On croit au mauvais œil à Coulteray. Ils la laissèrent tranquille... Ils se mirent à chanter des vieilles chansons du pays...

—Ils en ont comme cela jusqu'à demain matin, dit Jacques quand Christine et lui eurent fini de dîner dans un coin de tonnelle, tu as eu raison d'accepter l'hospitalité du marquis... Ici nous n'eussions pas fermé l'œil!

Ils rentrèrent au château, s'embrassèrent, se souhaitèrent une bonne nuit. Jacques se coucha et dormit tout de suite.

Christine ne se coucha pas... Elle se laissa tomber, pensive, dans un fauteuil.

Sa fenêtre était restée ouverte... Un paysage lunaire s'étendait devant elle, d'une grande étendue et d'une grande beauté... D'abord, c'étaient les bâtiments du château avec leurs ombres crues sur la terra déserte, silencieuse, qu'aucun bruit ne venait troubler... puis le long trou noir des douves qui séparaient la cour d'honneur de la baille, puis le vaste espace blanc de la baille, et à l'extrémité du plateau, au delà d'un petit mur bas, le cimetière avec ses croix penchées ou droites... ses dalles moussues et quelques-unes, luisant sous la lune, comme des glaces... Derrière, la silhouette élancée de la fine chapelle du XVIe siècle, au fond de laquelle dormait pour toujours, tranquillement, cette pauvre Bessie-Anne-Élisabeth...
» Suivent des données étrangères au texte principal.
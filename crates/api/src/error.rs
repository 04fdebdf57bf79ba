use axum::http::StatusCode;
use axum::response::{IntoResponse, Response};
use serde_json::json;

use mediateca_core::error::CoreError;

/// Application-level error type for HTTP handlers.
///
/// Wraps [`CoreError`] for domain errors and adds HTTP-specific variants.
/// Implements [`IntoResponse`] to produce consistent JSON error responses.
#[derive(Debug, thiserror::Error)]
pub enum AppError {
    /// A domain-level error from `mediateca_core`.
    #[error(transparent)]
    Core(#[from] CoreError),

    /// A database error from sqlx.
    #[error("Database error: {0}")]
    Database(#[from] sqlx::Error),

    /// A bad request with a human-readable message.
    #[error("Bad request: {0}")]
    BadRequest(String),

    /// An internal error with a human-readable message.
    #[error("Internal error: {0}")]
    InternalError(String),
}

/// Convenience type alias for handler return values.
pub type AppResult<T> = Result<T, AppError>;

impl IntoResponse for AppError {
    fn into_response(self) -> Response {
        let (status, code, message) = match &self {
            // --- CoreError variants ---
            AppError::Core(core) => match core {
                CoreError::NotFound { entity, id } => (
                    StatusCode::NOT_FOUND,
                    "NOT_FOUND",
                    format!("{entity} with id {id} not found"),
                ),
                CoreError::StorageMissing { id } => {
                    tracing::warn!(asset_id = id, "Stored file missing");
                    (
                        StatusCode::NOT_FOUND,
                        "STORAGE_MISSING",
                        "The stored file for this asset is no longer available".to_string(),
                    )
                }
                CoreError::Validation(msg) => {
                    (StatusCode::BAD_REQUEST, "VALIDATION_ERROR", msg.clone())
                }
                CoreError::Conflict(msg) => (StatusCode::CONFLICT, "CONFLICT", msg.clone()),
                CoreError::Unauthorized(msg) => {
                    (StatusCode::UNAUTHORIZED, "UNAUTHORIZED", msg.clone())
                }
                CoreError::Forbidden(msg) => (StatusCode::FORBIDDEN, "FORBIDDEN", msg.clone()),
                CoreError::Internal(msg) => {
                    tracing::error!(error = %msg, "Internal core error");
                    (
                        StatusCode::INTERNAL_SERVER_ERROR,
                        "INTERNAL_ERROR",
                        "An internal error occurred".to_string(),
                    )
                }
            },

            // --- Database errors ---
            AppError::Database(err) => classify_sqlx_error(err),

            // --- HTTP-specific errors ---
            AppError::BadRequest(msg) => (StatusCode::BAD_REQUEST, "BAD_REQUEST", msg.clone()),
            AppError::InternalError(msg) => {
                tracing::error!(error = %msg, "Internal error");
                (
                    StatusCode::INTERNAL_SERVER_ERROR,
                    "INTERNAL_ERROR",
                    "An internal error occurred".to_string(),
                )
            }
        };

        let body = json!({
            "error": message,
            "code": code,
        });

        (status, axum::Json(body)).into_response()
    }
}

/// Classify a sqlx error into an HTTP status, error code, and message.
///
/// - `RowNotFound` maps to 404.
/// - Pool acquisition timeouts map to 503 (retryable).
/// - Unique constraint violations (constraint name starting with `uq_`) map to 409.
/// - Foreign-key and check violations map to 400.
/// - Everything else maps to 500 with a sanitized message.
fn classify_sqlx_error(err: &sqlx::Error) -> (StatusCode, &'static str, String) {
    match err {
        sqlx::Error::RowNotFound => (
            StatusCode::NOT_FOUND,
            "NOT_FOUND",
            "Resource not found".to_string(),
        ),
        sqlx::Error::PoolTimedOut => {
            tracing::warn!("Timed out waiting for a database connection");
            (
                StatusCode::SERVICE_UNAVAILABLE,
                "STORAGE_UNAVAILABLE",
                "The service is busy, please retry".to_string(),
            )
        }
        sqlx::Error::Database(db_err) => {
            let constraint = db_err.constraint().unwrap_or("unknown");
            match db_err.code().as_deref() {
                // unique_violation
                Some("23505") if constraint.starts_with("uq_") => {
                    return (
                        StatusCode::CONFLICT,
                        "CONFLICT",
                        format!("Duplicate value violates unique constraint: {constraint}"),
                    );
                }
                // foreign_key_violation
                Some("23503") => {
                    return (
                        StatusCode::BAD_REQUEST,
                        "VALIDATION_ERROR",
                        format!("Referenced record does not exist: {constraint}"),
                    );
                }
                // check_violation
                Some("23514") => {
                    return (
                        StatusCode::BAD_REQUEST,
                        "VALIDATION_ERROR",
                        format!("Value rejected by constraint: {constraint}"),
                    );
                }
                _ => {}
            }
            tracing::error!(error = %db_err, "Database error");
            (
                StatusCode::INTERNAL_SERVER_ERROR,
                "INTERNAL_ERROR",
                "An internal error occurred".to_string(),
            )
        }
        other => {
            tracing::error!(error = %other, "Database error");
            (
                StatusCode::INTERNAL_SERVER_ERROR,
                "INTERNAL_ERROR",
                "An internal error occurred".to_string(),
            )
        }
    }
}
Combien de temps Christine resta-t-elle ainsi à rêver? et à rêver à quoi?

Soudain elle tressaillit... Là-bas, dans la vallée, la vieille église romane de Coulteray faisait entendre les douze coups de minuit...

Christine se leva, poussa sa fenêtre, car elle avait froid et commença de se dévêtir.

Elle revint à la fenêtre pour en tirer le rideau... mais elle poussa une sourde exclamation et s'accrocha au mur pour ne point tomber.